**Exercise goal**
Each entry is to be printed again word for word.

**Data supplied**
[Start of Attachment]
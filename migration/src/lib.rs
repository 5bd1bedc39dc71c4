pub use sea_orm_migration::prelude::*;

mod m20250601_000001_initial_schema;

pub struct Migrator;

#[async_trait::async_trait]
impl MigratorTrait for Migrator {
    fn migrations() -> Vec<Box<dyn MigrationTrait>> {
        vec![Box::new(m20250601_000001_initial_schema::Migration)]
    }
}
use miette::Diagnostic;
use thiserror::Error;

#[derive(Debug, Error, Diagnostic)]
pub enum ReelError {
    #[error("I/O error: {0}")]
    #[diagnostic(code(reelmark::io))]
    Io(#[from] std::io::Error),

    #[error("Config error: {0}")]
    #[diagnostic(code(reelmark::config))]
    Config(#[from] config::ConfigError),

    #[error("Database error: {0}")]
    #[diagnostic(code(reelmark::db))]
    Db(#[from] sea_orm::DbErr),

    #[error("Token error: {0}")]
    #[diagnostic(code(reelmark::token))]
    Token(String),

    #[error("{0}")]
    #[diagnostic(code(reelmark::other))]
    Other(String),
}

impl From<jsonwebtoken::errors::Error> for ReelError {
    fn from(value: jsonwebtoken::errors::Error) -> Self {
        ReelError::Token(value.to_string())
    }
}
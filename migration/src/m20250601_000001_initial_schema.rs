use sea_orm_migration::{prelude::*, schema::*};

#[derive(DeriveMigrationName)]
pub struct Migration;

#[async_trait::async_trait]
impl MigrationTrait for Migration {
    async fn up(&self, manager: &SchemaManager) -> Result<(), DbErr> {
        // Enable foreign keys for SQLite
        if manager.get_database_backend() == sea_orm::DatabaseBackend::Sqlite {
            manager
                .get_connection()
                .execute_unprepared("PRAGMA foreign_keys = ON")
                .await?;
        }

        // Create users table
        manager
            .create_table(
                Table::create()
                    .table(Users::Table)
                    .if_not_exists()
                    .col(pk_auto(Users::Id))
                    .col(
                        ColumnDef::new(Users::Username)
                            .string()
                            .not_null()
                            .unique_key(),
                    )
                    .col(
                        ColumnDef::new(Users::Email)
                            .string()
                            .not_null()
                            .unique_key(),
                    )
                    .col(string_null(Users::Phone))
                    .col(string_null(Users::ProfilePicture))
                    .col(big_integer(Users::CreatedAt))
                    .to_owned(),
            )
            .await?;

        // Create favorites table
        manager
            .create_table(
                Table::create()
                    .table(Favorites::Table)
                    .if_not_exists()
                    .col(pk_auto(Favorites::Id))
                    .col(integer(Favorites::UserId))
                    .col(integer(Favorites::MovieId))
                    .col(string(Favorites::Title))
                    .col(big_integer(Favorites::CreatedAt))
                    .foreign_key(
                        ForeignKey::create()
                            .name("fk_favorites_user")
                            .from(Favorites::Table, Favorites::UserId)
                            .to(Users::Table, Users::Id),
                    )
                    .to_owned(),
            )
            .await?;

        // One favorite per (user, movie); the toggle route leans on this
        manager
            .create_index(
                Index::create()
                    .if_not_exists()
                    .name("idx_favorites_user_movie")
                    .table(Favorites::Table)
                    .col(Favorites::UserId)
                    .col(Favorites::MovieId)
                    .unique()
                    .to_owned(),
            )
            .await?;

        Ok(())
    }

    async fn down(&self, manager: &SchemaManager) -> Result<(), DbErr> {
        manager
            .drop_table(Table::drop().table(Favorites::Table).to_owned())
            .await?;
        manager
            .drop_table(Table::drop().table(Users::Table).to_owned())
            .await?;
        Ok(())
    }
}

#[derive(DeriveIden)]
enum Users {
    Table,
    Id,
    Username,
    Email,
    Phone,
    ProfilePicture,
    CreatedAt,
}

#[derive(DeriveIden)]
enum Favorites {
    Table,
    Id,
    UserId,
    MovieId,
    Title,
    CreatedAt,
}
use crate::errors::ReelError;
use crate::settings::Auth;
use base64ct::{Base64UrlUnpadded, Encoding};
use jsonwebtoken::{DecodingKey, EncodingKey, Header, Validation};
use rand::RngCore;
use serde::{Deserialize, Serialize};
use std::fs;
use std::sync::Arc;

/// Issues and verifies the bearer tokens handed out by /api/auth.
///
/// Tokens are HS256 JWTs whose subject is the user id. The signing secret
/// comes from configuration, or is generated once and persisted so tokens
/// survive restarts.
#[derive(Clone)]
pub struct TokenIssuer {
    encoding: Arc<EncodingKey>,
    decoding: Arc<DecodingKey>,
    ttl_secs: i64,
}

#[derive(Debug, Serialize, Deserialize)]
struct Claims {
    sub: String,
    iat: i64,
    exp: i64,
}

impl TokenIssuer {
    pub fn new(cfg: &Auth) -> Result<Self, ReelError> {
        let secret = match &cfg.token_secret {
            Some(s) => s.clone(),
            None => load_or_generate_secret(cfg)?,
        };

        Ok(Self {
            encoding: Arc::new(EncodingKey::from_secret(secret.as_bytes())),
            decoding: Arc::new(DecodingKey::from_secret(secret.as_bytes())),
            ttl_secs: cfg.token_ttl_secs,
        })
    }

    pub fn issue(&self, user_id: i32) -> Result<String, ReelError> {
        let now = chrono::Utc::now().timestamp();
        let claims = Claims {
            sub: user_id.to_string(),
            iat: now,
            exp: now + self.ttl_secs,
        };
        let token = jsonwebtoken::encode(&Header::default(), &claims, &self.encoding)?;
        Ok(token)
    }

    /// Returns the user id the token was issued for. Fails on bad signatures,
    /// garbled claims, and expired tokens.
    pub fn verify(&self, token: &str) -> Result<i32, ReelError> {
        let data = jsonwebtoken::decode::<Claims>(token, &self.decoding, &Validation::default())?;
        data.claims
            .sub
            .parse::<i32>()
            .map_err(|_| ReelError::Token("malformed subject claim".to_string()))
    }
}

fn load_or_generate_secret(cfg: &Auth) -> Result<String, ReelError> {
    if cfg.secret_path.exists() {
        let s = fs::read_to_string(&cfg.secret_path)?;
        return Ok(s.trim().to_string());
    }

    if let Some(parent) = cfg.secret_path.parent() {
        fs::create_dir_all(parent)?;
    }
    let mut bytes = [0u8; 32];
    rand::thread_rng().fill_bytes(&mut bytes);
    let secret = Base64UrlUnpadded::encode_string(&bytes);
    fs::write(&cfg.secret_path, &secret)?;
    Ok(secret)
}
[End of Attachment]
**Your response**
filename migration/src/lib.rs
repository 5bd1bedc39dc71c4
pub use sea_orm_migration::prelude::*;

mod m20250601_000001_initial_schema;

pub struct Migrator;

#[async_trait::async_trait]
impl MigratorTrait for Migrator {
    fn migrations() -> Vec<Box<dyn MigrationTrait>> {
        vec![Box::new(m20250601_000001_initial_schema::Migration)]
    }
}
use miette::Diagnostic;
use thiserror::Error;

#[derive(Debug, Error, Diagnostic)]
pub enum ReelError {
    #[error("I/O error: {0}")]
    #[diagnostic(code(reelmark::io))]
    Io(#[from] std::io::Error),

    #[error("Config error: {0}")]
    #[diagnostic(code(reelmark::config))]
    Config(#[from] config::ConfigError),

    #[error("Database error: {0}")]
    #[diagnostic(code(reelmark::db))]
    Db(#[from] sea_orm::DbErr),

    #[error("Token error: {0}")]
    #[diagnostic(code(reelmark::token))]
    Token(String),

    #[error("{0}")]
    #[diagnostic(code(reelmark::other))]
    Other(String),
}

impl From<jsonwebtoken::errors::Error> for ReelError {
    fn from(value: jsonwebtoken::errors::Error) -> Self {
        ReelError::Token(value.to_string())
    }
}
filename migration/src/m20250601_000001_initial_schema.rs
use sea_orm_migration::{prelude::*, schema::*};

#[derive(DeriveMigrationName)]
pub struct Migration;

#[async_trait::async_trait]
impl MigrationTrait for Migration {
    async fn up(&self, manager: &SchemaManager) -> Result<(), DbErr> {
        // Enable foreign keys for SQLite
        if manager.get_database_backend() == sea_orm::DatabaseBackend::Sqlite {
            manager
                .get_connection()
                .execute_unprepared("PRAGMA foreign_keys = ON")
                .await?;
        }

        // Create users table
        manager
            .create_table(
                Table::create()
                    .table(Users::Table)
                    .if_not_exists()
                    .col(pk_auto(Users::Id))
                    .col(
                        ColumnDef::new(Users::Username)
                            .string()
                            .not_null()
                            .unique_key(),
                    )
                    .col(
                        ColumnDef::new(Users::Email)
                            .string()
                            .not_null()
                            .unique_key(),
                    )
                    .col(string_null(Users::Phone))
                    .col(string_null(Users::ProfilePicture))
                    .col(big_integer(Users::CreatedAt))
                    .to_owned(),
            )
            .await?;

        // Create favorites table
        manager
            .create_table(
                Table::create()
                    .table(Favorites::Table)
                    .if_not_exists()
                    .col(pk_auto(Favorites::Id))
                    .col(integer(Favorites::UserId))
                    .col(integer(Favorites::MovieId))
                    .col(string(Favorites::Title))
                    .col(big_integer(Favorites::CreatedAt))
                    .foreign_key(
                        ForeignKey::create()
                            .name("fk_favorites_user")
                            .from(Favorites::Table, Favorites::UserId)
                            .to(Users::Table, Users::Id),
                    )
                    .to_owned(),
            )
            .await?;

        // One favorite per (user, movie); the toggle route leans on this
        manager
            .create_index(
                Index::create()
                    .if_not_exists()
                    .name("idx_favorites_user_movie")
                    .table(Favorites::Table)
                    .col(Favorites::UserId)
                    .col(Favorites::MovieId)
                    .unique()
                    .to_owned(),
            )
            .await?;

        Ok(())
    }

    async fn down(&self, manager: &SchemaManager) -> Result<(), DbErr> {
        manager
            .drop_table(Table::drop().table(Favorites::Table).to_owned())
            .await?;
        manager
            .drop_table(Table::drop().table(Users::Table).to_owned())
            .await?;
        Ok(())
    }
}

#[derive(DeriveIden)]
enum Users {
    Table,
    Id,
    Username,
    Email,
    Phone,
    ProfilePicture,
    CreatedAt,
}

#[derive(DeriveIden)]
enum Favorites {
    Table,
    Id,
    UserId,
    MovieId,
    Title,
    CreatedAt,
}
use crate::errors::ReelError;
use crate::settings::Auth;
use base64ct::{Base64UrlUnpadded, Encoding};
use jsonwebtoken::{DecodingKey, EncodingKey, Header, Validation};
use rand::RngCore;
use serde::{Deserialize, Serialize};
use std::fs;
use std::sync::Arc;

/// Issues and verifies the bearer tokens handed out by /api/auth.
///
/// Tokens are HS256 JWTs whose subject is the user id. The signing secret
/// comes from configuration, or is generated once and persisted so tokens
/// survive restarts.
#[derive(Clone)]
pub struct TokenIssuer {
    encoding: Arc<EncodingKey>,
    decoding: Arc<DecodingKey>,
    ttl_secs: i64,
}

#[derive(Debug, Serialize, Deserialize)]
struct Claims {
    sub: String,
    iat: i64,
    exp: i64,
}

impl TokenIssuer {
    pub fn new(cfg: &Auth) -> Result<Self, ReelError> {
        let secret = match &cfg.token_secret {
            Some(s) => s.clone(),
            None => load_or_generate_secret(cfg)?,
        };

        Ok(Self {
            encoding: Arc::new(EncodingKey::from_secret(secret.as_bytes())),
            decoding: Arc::new(DecodingKey::from_secret(secret.as_bytes())),
            ttl_secs: cfg.token_ttl_secs,
        })
    }

    pub fn issue(&self, user_id: i32) -> Result<String, ReelError> {
        let now = chrono::Utc::now().timestamp();
        let claims = Claims {
            sub: user_id.to_string(),
            iat: now,
            exp: now + self.ttl_secs,
        };
        let token = jsonwebtoken::encode(&Header::default(), &claims, &self.encoding)?;
        Ok(token)
    }

    /// Returns the user id the token was issued for. Fails on bad signatures,
    /// garbled claims, and expired tokens.
    pub fn verify(&self, token: &str) -> Result<i32, ReelError> {
        let data = jsonwebtoken::decode::<Claims>(token, &self.decoding, &Validation::default())?;
        data.claims
            .sub
            .parse::<i32>()
            .map_err(|_| ReelError::Token("malformed subject claim".to_string()))
    }
}

fn load_or_generate_secret(cfg: &Auth) -> Result<String, ReelError> {
    if cfg.secret_path.exists() {
        let s = fs::read_to_string(&cfg.secret_path)?;
        return Ok(s.trim().to_string());
    }

    if let Some(parent) = cfg.secret_path.parent() {
        fs::create_dir_all(parent)?;
    }
    let mut bytes = [0u8; 32];
    rand::thread_rng().fill_bytes(&mut bytes);
    let secret = Base64UrlUnpadded::encode_string(&bytes);
    fs::write(&cfg.secret_path, &secret)?;
    Ok(secret)
}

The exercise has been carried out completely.